Extracted entries
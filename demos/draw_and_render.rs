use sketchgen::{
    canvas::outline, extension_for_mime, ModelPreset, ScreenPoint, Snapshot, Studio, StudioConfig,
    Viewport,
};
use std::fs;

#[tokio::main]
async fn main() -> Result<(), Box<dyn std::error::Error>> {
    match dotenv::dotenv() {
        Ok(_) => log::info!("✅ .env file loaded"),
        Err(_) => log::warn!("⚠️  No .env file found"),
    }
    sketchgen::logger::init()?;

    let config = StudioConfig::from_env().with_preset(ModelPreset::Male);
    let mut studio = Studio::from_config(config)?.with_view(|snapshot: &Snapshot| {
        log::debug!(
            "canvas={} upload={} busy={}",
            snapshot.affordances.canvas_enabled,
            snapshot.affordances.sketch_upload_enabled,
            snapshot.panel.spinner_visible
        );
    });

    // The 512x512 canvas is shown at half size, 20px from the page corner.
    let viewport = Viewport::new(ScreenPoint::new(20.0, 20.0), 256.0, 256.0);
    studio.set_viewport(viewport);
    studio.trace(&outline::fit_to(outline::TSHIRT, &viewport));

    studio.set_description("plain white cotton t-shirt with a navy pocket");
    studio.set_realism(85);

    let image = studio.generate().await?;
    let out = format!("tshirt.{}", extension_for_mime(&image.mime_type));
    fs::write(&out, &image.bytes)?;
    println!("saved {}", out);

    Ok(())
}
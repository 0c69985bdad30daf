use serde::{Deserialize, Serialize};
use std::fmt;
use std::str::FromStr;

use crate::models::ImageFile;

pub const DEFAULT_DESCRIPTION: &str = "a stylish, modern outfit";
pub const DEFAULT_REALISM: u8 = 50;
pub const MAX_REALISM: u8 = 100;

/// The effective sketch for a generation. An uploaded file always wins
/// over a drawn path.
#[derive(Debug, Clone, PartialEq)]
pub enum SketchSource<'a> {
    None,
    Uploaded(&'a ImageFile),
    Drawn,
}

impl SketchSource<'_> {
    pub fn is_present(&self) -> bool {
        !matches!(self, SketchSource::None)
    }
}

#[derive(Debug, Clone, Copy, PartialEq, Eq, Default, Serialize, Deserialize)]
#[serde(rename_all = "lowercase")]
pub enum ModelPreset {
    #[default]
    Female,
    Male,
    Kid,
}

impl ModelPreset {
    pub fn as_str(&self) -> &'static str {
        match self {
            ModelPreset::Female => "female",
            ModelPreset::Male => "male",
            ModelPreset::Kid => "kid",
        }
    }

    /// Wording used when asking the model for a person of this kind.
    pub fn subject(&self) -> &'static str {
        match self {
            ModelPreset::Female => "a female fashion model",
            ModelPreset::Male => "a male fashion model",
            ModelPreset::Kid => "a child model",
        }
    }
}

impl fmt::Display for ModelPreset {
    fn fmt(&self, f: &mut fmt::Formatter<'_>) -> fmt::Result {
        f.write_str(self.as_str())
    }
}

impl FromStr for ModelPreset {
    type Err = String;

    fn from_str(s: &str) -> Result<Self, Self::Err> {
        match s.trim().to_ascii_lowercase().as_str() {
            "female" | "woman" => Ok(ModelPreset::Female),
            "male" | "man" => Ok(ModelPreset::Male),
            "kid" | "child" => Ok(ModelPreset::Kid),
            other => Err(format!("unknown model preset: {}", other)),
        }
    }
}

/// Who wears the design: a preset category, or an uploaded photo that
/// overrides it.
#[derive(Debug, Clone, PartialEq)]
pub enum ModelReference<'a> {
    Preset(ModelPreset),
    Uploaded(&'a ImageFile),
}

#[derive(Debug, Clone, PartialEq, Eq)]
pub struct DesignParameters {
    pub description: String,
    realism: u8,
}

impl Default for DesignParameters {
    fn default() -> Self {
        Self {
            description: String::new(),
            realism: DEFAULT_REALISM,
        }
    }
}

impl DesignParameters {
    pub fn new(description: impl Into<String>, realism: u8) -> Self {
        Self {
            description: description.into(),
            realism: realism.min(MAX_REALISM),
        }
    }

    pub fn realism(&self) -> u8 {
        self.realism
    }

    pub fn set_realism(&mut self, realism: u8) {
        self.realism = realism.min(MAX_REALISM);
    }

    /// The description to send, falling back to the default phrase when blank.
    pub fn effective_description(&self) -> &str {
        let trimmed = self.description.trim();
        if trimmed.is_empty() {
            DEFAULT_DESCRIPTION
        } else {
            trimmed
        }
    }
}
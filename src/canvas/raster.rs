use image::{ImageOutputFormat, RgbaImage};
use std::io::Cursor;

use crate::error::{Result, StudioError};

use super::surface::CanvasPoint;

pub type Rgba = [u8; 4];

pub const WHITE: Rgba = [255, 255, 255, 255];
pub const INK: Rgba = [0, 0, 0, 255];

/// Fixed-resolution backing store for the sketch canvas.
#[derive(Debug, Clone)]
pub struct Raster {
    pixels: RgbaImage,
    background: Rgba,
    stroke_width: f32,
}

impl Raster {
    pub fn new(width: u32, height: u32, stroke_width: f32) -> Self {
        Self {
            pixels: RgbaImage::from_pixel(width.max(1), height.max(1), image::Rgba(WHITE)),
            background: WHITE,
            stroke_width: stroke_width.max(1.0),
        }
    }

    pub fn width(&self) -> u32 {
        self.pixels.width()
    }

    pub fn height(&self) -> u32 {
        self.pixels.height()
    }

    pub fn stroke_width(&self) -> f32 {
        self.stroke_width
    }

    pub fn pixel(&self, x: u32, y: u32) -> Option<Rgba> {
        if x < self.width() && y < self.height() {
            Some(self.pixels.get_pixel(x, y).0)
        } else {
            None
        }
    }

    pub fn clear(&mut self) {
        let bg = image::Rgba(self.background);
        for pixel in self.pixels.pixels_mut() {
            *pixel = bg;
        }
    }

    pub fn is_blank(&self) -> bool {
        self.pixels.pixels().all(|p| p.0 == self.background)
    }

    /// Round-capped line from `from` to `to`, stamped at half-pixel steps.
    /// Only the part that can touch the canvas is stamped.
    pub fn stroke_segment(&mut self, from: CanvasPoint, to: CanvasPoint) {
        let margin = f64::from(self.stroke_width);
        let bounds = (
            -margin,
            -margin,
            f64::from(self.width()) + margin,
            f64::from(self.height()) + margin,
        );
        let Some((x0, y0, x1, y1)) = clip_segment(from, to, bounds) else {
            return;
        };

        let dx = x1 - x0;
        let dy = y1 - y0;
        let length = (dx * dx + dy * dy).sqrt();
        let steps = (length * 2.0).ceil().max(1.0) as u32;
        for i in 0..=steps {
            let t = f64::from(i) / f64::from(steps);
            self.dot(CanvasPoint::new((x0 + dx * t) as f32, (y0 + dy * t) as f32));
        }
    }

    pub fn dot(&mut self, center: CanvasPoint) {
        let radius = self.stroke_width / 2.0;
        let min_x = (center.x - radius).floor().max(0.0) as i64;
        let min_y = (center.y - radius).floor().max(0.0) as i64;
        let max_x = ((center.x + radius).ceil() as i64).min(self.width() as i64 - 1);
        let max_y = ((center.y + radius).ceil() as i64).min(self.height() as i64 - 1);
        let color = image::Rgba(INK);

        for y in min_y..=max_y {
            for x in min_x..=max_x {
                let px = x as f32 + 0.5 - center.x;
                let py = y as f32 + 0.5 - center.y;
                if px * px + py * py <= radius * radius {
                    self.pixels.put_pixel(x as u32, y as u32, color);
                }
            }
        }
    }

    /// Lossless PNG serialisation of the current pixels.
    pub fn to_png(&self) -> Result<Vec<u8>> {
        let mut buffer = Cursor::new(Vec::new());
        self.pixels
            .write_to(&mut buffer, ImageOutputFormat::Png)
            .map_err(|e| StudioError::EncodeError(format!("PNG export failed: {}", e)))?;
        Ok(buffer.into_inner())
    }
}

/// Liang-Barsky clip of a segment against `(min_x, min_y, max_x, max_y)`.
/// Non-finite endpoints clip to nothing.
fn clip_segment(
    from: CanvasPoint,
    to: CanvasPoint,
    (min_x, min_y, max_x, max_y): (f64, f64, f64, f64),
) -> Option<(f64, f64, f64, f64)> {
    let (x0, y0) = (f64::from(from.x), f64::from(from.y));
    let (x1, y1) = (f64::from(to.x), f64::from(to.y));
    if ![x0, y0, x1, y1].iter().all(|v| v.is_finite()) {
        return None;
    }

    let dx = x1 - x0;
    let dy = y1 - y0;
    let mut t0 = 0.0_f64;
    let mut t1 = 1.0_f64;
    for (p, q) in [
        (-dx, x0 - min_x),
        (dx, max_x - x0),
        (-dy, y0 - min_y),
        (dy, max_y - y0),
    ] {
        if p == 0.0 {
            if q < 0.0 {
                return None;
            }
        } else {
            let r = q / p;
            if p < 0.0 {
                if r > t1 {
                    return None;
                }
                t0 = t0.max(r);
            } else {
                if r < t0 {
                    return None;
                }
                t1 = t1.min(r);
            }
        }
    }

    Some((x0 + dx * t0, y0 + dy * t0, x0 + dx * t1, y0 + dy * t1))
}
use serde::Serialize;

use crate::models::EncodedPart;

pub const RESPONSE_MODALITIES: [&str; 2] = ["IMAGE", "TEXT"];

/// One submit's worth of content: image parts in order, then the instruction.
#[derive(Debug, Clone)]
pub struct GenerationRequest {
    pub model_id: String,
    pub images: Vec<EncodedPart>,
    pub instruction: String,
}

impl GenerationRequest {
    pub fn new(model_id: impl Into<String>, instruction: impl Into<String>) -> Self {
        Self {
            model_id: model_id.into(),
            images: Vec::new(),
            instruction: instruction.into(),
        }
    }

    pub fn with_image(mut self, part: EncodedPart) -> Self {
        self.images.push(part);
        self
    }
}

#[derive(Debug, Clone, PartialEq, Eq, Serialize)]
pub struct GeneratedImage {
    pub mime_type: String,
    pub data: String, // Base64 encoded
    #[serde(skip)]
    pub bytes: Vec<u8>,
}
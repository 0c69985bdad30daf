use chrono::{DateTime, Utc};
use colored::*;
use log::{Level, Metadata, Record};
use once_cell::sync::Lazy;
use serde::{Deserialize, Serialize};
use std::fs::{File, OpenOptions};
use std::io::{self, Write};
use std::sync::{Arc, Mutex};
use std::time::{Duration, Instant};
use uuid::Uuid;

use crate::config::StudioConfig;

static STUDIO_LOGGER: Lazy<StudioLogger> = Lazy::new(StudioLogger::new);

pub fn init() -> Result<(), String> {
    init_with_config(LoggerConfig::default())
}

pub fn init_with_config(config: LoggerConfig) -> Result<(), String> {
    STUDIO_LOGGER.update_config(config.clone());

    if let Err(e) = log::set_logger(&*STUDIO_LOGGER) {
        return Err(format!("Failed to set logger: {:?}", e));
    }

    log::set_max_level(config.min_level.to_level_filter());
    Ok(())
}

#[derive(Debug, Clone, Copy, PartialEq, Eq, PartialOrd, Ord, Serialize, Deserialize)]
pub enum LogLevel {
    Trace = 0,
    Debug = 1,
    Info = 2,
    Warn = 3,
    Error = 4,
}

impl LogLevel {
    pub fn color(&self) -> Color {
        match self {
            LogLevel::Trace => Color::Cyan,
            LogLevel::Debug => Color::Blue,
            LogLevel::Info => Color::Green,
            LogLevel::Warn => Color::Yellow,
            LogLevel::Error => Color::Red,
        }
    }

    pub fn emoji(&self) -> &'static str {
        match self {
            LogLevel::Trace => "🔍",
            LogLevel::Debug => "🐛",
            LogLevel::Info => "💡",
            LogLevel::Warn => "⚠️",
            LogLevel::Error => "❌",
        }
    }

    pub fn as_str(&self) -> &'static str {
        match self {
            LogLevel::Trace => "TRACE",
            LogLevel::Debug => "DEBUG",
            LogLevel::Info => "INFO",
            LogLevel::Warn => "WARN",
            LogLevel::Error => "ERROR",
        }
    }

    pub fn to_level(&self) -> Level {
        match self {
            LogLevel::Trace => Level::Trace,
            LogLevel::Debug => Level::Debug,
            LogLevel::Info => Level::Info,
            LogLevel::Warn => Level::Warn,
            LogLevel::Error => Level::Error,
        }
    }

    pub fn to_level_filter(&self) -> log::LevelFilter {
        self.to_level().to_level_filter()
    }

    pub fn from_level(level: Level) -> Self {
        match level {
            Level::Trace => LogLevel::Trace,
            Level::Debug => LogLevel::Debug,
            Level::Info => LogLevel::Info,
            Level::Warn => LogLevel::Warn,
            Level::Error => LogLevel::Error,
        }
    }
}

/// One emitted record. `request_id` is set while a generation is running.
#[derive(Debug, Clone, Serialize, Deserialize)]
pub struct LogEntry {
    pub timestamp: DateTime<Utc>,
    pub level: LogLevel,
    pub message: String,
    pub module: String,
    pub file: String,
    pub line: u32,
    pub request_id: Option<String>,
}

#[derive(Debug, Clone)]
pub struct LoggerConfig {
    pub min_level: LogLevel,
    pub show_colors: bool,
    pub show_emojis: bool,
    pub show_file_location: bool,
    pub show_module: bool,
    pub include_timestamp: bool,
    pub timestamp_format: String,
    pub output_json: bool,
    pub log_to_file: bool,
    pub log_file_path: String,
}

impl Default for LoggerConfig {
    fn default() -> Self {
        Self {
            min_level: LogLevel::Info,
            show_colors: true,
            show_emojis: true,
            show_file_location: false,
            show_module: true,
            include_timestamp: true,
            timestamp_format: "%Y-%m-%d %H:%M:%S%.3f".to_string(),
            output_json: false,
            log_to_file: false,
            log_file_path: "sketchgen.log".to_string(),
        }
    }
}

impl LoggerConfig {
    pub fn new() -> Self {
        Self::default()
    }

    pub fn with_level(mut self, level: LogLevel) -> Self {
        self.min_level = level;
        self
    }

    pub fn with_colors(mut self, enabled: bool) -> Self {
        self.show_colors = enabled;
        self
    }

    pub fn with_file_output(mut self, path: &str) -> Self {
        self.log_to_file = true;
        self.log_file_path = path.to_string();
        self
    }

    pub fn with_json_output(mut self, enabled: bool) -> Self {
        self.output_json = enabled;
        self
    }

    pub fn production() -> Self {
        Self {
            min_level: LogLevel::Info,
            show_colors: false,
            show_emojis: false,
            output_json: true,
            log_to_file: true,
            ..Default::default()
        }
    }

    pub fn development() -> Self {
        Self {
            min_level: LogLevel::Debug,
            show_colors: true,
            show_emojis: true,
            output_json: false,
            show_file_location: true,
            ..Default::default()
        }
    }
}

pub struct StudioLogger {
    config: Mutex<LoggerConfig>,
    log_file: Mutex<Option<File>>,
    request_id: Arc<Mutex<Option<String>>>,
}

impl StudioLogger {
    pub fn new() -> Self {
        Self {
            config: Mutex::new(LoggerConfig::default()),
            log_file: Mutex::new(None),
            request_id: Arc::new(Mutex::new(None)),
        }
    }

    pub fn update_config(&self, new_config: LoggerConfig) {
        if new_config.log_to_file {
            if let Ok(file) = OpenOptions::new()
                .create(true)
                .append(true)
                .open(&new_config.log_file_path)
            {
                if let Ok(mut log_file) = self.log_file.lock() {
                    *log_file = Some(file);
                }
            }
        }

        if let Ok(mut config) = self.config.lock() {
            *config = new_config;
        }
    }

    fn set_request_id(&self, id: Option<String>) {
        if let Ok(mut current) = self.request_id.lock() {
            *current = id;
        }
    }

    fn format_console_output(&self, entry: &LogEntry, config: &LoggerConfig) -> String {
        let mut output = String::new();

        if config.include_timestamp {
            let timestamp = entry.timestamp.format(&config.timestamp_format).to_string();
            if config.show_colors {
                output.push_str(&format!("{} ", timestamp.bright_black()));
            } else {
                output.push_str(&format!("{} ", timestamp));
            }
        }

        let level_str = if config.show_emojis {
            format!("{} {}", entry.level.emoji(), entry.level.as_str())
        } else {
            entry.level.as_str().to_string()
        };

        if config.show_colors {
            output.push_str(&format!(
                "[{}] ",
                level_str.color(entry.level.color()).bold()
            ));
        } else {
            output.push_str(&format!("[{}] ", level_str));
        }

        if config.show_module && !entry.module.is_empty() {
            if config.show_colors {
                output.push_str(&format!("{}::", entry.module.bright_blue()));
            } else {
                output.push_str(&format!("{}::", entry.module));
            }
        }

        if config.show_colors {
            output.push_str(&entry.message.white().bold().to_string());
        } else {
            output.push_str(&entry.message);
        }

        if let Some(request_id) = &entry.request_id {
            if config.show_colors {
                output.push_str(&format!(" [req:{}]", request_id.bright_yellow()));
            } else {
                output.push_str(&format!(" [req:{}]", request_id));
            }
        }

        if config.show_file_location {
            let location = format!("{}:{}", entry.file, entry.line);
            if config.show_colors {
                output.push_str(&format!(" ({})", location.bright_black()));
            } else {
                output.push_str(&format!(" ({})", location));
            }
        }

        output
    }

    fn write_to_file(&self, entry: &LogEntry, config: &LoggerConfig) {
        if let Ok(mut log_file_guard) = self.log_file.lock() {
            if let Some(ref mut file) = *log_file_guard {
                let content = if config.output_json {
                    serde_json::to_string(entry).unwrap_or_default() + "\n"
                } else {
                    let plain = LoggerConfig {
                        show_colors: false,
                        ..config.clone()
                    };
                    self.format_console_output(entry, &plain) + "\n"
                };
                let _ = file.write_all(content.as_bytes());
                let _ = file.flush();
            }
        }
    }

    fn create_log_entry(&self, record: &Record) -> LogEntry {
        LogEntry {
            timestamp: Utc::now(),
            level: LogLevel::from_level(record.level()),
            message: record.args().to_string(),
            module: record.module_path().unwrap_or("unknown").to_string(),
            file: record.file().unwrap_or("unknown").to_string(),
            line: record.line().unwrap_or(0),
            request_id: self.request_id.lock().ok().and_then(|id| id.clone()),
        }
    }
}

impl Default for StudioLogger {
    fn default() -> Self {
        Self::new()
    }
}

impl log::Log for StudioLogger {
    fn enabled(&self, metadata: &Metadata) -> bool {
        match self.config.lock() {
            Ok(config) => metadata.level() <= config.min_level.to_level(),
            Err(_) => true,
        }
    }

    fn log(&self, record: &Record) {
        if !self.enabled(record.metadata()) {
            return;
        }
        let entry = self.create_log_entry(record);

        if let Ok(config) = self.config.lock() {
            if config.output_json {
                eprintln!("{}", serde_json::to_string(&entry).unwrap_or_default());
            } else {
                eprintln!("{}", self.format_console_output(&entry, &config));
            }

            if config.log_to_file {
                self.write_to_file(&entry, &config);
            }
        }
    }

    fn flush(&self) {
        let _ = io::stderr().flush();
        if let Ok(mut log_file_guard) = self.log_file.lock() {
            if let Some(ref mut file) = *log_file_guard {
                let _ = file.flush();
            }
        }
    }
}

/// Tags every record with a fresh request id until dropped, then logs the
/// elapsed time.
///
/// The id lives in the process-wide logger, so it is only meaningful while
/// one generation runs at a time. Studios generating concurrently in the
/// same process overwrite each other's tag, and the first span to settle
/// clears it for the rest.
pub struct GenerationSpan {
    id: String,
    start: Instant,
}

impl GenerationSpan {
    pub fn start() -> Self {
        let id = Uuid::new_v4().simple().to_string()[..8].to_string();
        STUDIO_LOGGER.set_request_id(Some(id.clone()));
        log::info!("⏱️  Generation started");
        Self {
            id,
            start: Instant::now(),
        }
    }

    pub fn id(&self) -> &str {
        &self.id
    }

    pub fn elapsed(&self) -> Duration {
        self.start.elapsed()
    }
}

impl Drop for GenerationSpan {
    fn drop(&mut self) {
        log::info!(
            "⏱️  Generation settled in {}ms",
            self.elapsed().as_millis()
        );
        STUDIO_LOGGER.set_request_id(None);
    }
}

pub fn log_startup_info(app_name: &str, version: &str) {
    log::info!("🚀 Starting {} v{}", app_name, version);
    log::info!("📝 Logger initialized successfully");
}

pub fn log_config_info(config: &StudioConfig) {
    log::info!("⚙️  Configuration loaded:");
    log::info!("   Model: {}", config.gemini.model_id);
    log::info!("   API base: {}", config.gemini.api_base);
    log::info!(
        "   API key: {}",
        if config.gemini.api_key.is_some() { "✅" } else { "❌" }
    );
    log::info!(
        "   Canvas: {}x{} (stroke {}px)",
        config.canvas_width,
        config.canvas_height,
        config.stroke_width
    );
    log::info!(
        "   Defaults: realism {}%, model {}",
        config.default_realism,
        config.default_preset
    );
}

Task requirements
Filter the records for the word "outline" and show every line that has it.

Answer
    canvas::outline, extension_for_mime, ModelPreset, ScreenPoint, Snapshot, Studio, StudioConfig,
    studio.trace(&outline::fit_to(outline::TSHIRT, &viewport));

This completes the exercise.